If real or imagined evidence indicates that a blood relative e.g., a father or great-great grandfather, engaged in particular sin for which repentance may not have been secured, a curse resulting from that sin is purportedly passed to future generations.  Incidentally, the connection here need not be through a blood relative, but anyone with whom a significant familial connection exists will do.  This supposed curse can manifest in various ways, but it is believed that it often reveals itself through a repetition of the sin by a later generation, or is experienced by certain demonic intrusions or influences.

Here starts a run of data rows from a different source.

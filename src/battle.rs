// ═══════════════════════════════════════════════════════════════════════
// Battle resolver
// ═══════════════════════════════════════════════════════════════════════

use crate::types::{BattleRoundRecord, Side};

#[derive(Debug, Clone)]
pub struct BattleInputs {
    pub attacker_nickname: String,
    pub defender_nickname: String,
    pub attacker_troops: u32,
    pub defender_troops: u32,
    pub attacker_alliance_size: u32,
    pub defender_alliance_size: u32,
    pub attacker_knights: Vec<String>,
    pub defender_knights: Vec<String>,
}

#[derive(Debug, Clone)]
pub struct BattleResult {
    pub winner: Side,
    pub rounds: Vec<BattleRoundRecord>,
    pub attacker_troops_remaining: u32,
    pub defender_troops_remaining: u32,
    pub eliminated_knights: Vec<String>,
}

/// Resolves a battle round by round until one side's troops hit zero.
/// Each round both sides roll a d6 and add their alliance bonus; ties go
/// to the defender. The loser's troop count drops by one. `roll_die`
/// supplies the dice — production callers wire it to the same RNG stream
/// the round executor is already drawing scheduling order from; tests
/// wire it to a scripted sequence.
pub fn resolve_battle(inputs: BattleInputs, mut roll_die: impl FnMut() -> u8) -> BattleResult {
    let mut attacker_troops = inputs.attacker_troops;
    let mut defender_troops = inputs.defender_troops;
    let mut rounds = Vec::new();

    while attacker_troops > 0 && defender_troops > 0 {
        let attacker_roll = roll_die();
        let defender_roll = roll_die();
        let attacker_score = attacker_roll as u32 + inputs.attacker_alliance_size;
        let defender_score = defender_roll as u32 + inputs.defender_alliance_size;

        let loser = if attacker_score > defender_score {
            defender_troops -= 1;
            Side::Defender
        } else {
            attacker_troops -= 1;
            Side::Attacker
        };

        rounds.push(BattleRoundRecord {
            attacker_roll,
            defender_roll,
            attacker_score,
            defender_score,
            loser,
        });
    }

    let (winner, eliminated_knights) = if attacker_troops == 0 {
        (Side::Defender, inputs.attacker_knights)
    } else {
        (Side::Attacker, inputs.defender_knights)
    };

    BattleResult {
        winner,
        rounds,
        attacker_troops_remaining: attacker_troops,
        defender_troops_remaining: defender_troops,
        eliminated_knights,
    }
}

The idea of generational sins and curses is derived partly from Exodus 20:5 (cf., Ex. 34:7; Jer. 32:18).  Moses had just descended from the top of Mount Sinai to deliver the Ten Commandments to the children of Israel.  The verse is within the context of the second commandment, “You shall not make for yourself an idol . . . for I, the Lord your God, am a jealous God, punishing the children for the sin of the fathers to the third and fourth generation.”  Here we have what appears to be biblical support for generational sins and curses.  But this popular notion has serious biblical hurdles. 

Scriptures used to support generational sins are often rendered in part and in spite of scriptures that clearly indicate a different state of affairs.  Ezekiel 18 reveals that God holds the individual solely responsible for his own sin, and that a wicked man’s son “will not die for his father’s sin” but his “father will die for his own sin” (vv. 17-18).  Ezekiel’s theme in this chapter is clear.  He further declares that “The soul who sins is the one who will die” and that “the son will not share the guilt of the father, nor will the father share the guilt of the son.”  In addition, he declares that “the righteousness of the righteous man will be credited to him, and the wickedness of the wicked will be charged against him” (v. 20).  It is here where we discover the shortcoming of passages used to justify generational sins and curses.

Proponents of these sins and curses most often fail to quote adequately the passage to which they appeal.  For example, the message contained in Exodus 20:5 is contrasted by the following verse which says God shows “love to a thousand generations of those who love me and keep my commandments.”  Likewise, Jeremiah 32:18 says of God “You show love to thousands but bring punishment for the fathers’ sins into the laps of their children after them.”  Here, again, we have what appears to be support for generational sins and curses.  Note:  Keep in mind that supposed generational curses can manifest as a repetition of sin.  So, verses that seem to more clearly support the notion of a generational curse are regarded as supporting both generational sins and curses.

If God holds individuals responsible for their own sin and blesses those who keep his commandments and love him, how is it, then, that he punishes children for the sins of their fathers?

God “punishes” in the form of the cause and effect relationship between sin and its results.  Just like the law of gravity (drop a rock, it will fall to the ground), sin commands certain effects.  Children are punished for the sins of the fathers through the natural consequences of sin.  For example, children no doubt suffer the consequences of a drunken, abusive father.  They may become drunkards and abusers themselves, or they may suffer the consequences of an absent father whose passion for alcohol is more important to him than his children’s needs.  These children may well continue this pattern of behavior and pass along the “punishment,” or consequences of sin, to their children, then their children, and their children, etc.  But there is hope.

God has told us that he shows love to those who love him and keep his commandments. “If a wicked man turns away from all the sins he has committed and keeps all my decrees and does what is just and right, he will surely live; he will not die” (Ez. 18:21).  We are not bound to or cursed by someone else’s sin.  It is, as Ezekiel said, “The soul who sins is the one who will die” (v. 20).

Final Note:  An interesting theological topic is the notion of genetic predisposition to certain sins.  It may well be that a propensity for given sins can be passed genetically.  This does not, however, excuse sin or in any way exonerate individuals who are engaged in behaviors clearly antithetical to God’s Word.